Owners served a notice of abandonment on 18 June 2008 and, after the detention exceeded the agreed six-month period, claimed the insured value from their war risks insurers under a policy incorporating the Institute War and Strikes Clauses Hulls-Time (1/10/83).
Issues
The appeal concerned the interplay between the insuring clauses and the exclusions in the Institute War and Strikes Clauses, particularly:
- Whether the loss was caused by ‘any person acting maliciously’ within clause 1.5;
- Whether the exclusion in clause 4.1.5 (loss arising from detainment by reason of infringement of customs regulations) was capable of applying to claims brought under clause 1.5;
- Whether, if clause 4.1.5 did apply, it operated to exclude the loss on the particular facts.
Arguments
Owners (Appellant)
Owners submitted that the smugglers’ act of attaching drugs to the hull constituted a malicious act within clause 1.5, so that the loss fell within the specific cover for malicious acts.
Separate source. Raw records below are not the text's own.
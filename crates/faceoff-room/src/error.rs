//! Error types for the room layer.
//!
//! Every variant is recoverable and local to one action: it is reported
//! to the acting caller only, never broadcast, and never mutates room
//! state. Nothing here crashes a room or the process.

use faceoff_protocol::RoomCode;

/// Errors that can occur during room operations.
#[derive(Debug, thiserror::Error)]
pub enum RoomError {
    /// The action references a code with no live room behind it.
    #[error("room {0} not found")]
    NotFound(RoomCode),

    /// The room already seats two players.
    #[error("room {0} is full")]
    RoomFull(RoomCode),

    /// The acting connection is not a participant of this room.
    #[error("not a participant of room {0}")]
    NotInRoom(RoomCode),

    /// The participant may not perform this action — wrong turn,
    /// non-host start, phase mismatch, or a locked-in secret.
    #[error("not allowed: {0}")]
    Unauthorized(String),

    /// The action decoded but carries unusable content (e.g. an empty
    /// character set).
    #[error("malformed action: {0}")]
    Malformed(String),

    /// The room's command channel is closed — the actor is gone.
    #[error("room {0} is unavailable")]
    Unavailable(RoomCode),
}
They argued that clause 4.1.5, which echoes the language of clauses 1.2 and 1.6 (detainment, confiscation, expropriation), was not directed at clause 1.5 and should not cut back that cover. Alternatively, the malicious act rather than the infringement of customs regulations should be regarded as the proximate cause of loss, or an implied limitation should be read into clause 4.1.5 where the sole reason for the customs infringement was third-party malicious conduct.
Insurers (Respondents)
Insurers contended that clause 4.1.5 applied on its face: the vessel was detained by reason of infringement of Venezuelan customs regulations, and the loss arose from that detainment. They argued there was no basis for any implied limitation, and that to hold otherwise would undermine the scope of the exclusion.
Judgment
Lord Mance (with whom Lord Sumption, Lord Hughes, Lord Hodge and Lord Briggs agreed) dismissed the appeal.
Meaning of ‘acting maliciously’ in clause 1.5
Although the parties had proceeded below on the common ground that the smugglers acted maliciously, the Supreme Court concluded it was necessary to re-examine that premise. Reading clause 1.5 in context alongside ‘any terrorist’ and ‘any person acting… from a political motive’, and in light of the authorities that must have been in the drafters’ minds when the 1983 Clauses were issued (notably The Mandarin Star [1969] 2 QB 449 and The Salem [1982] QB 946), Lord Mance held that ‘acting maliciously’ requires an element of spite, ill-will or the like directed at the insured property, other property or a person, with consequential loss or damage. The smugglers here were intent on avoiding detection; their aim was not to cause loss of or damage to the vessel. Accordingly, clause 1.5 was not engaged.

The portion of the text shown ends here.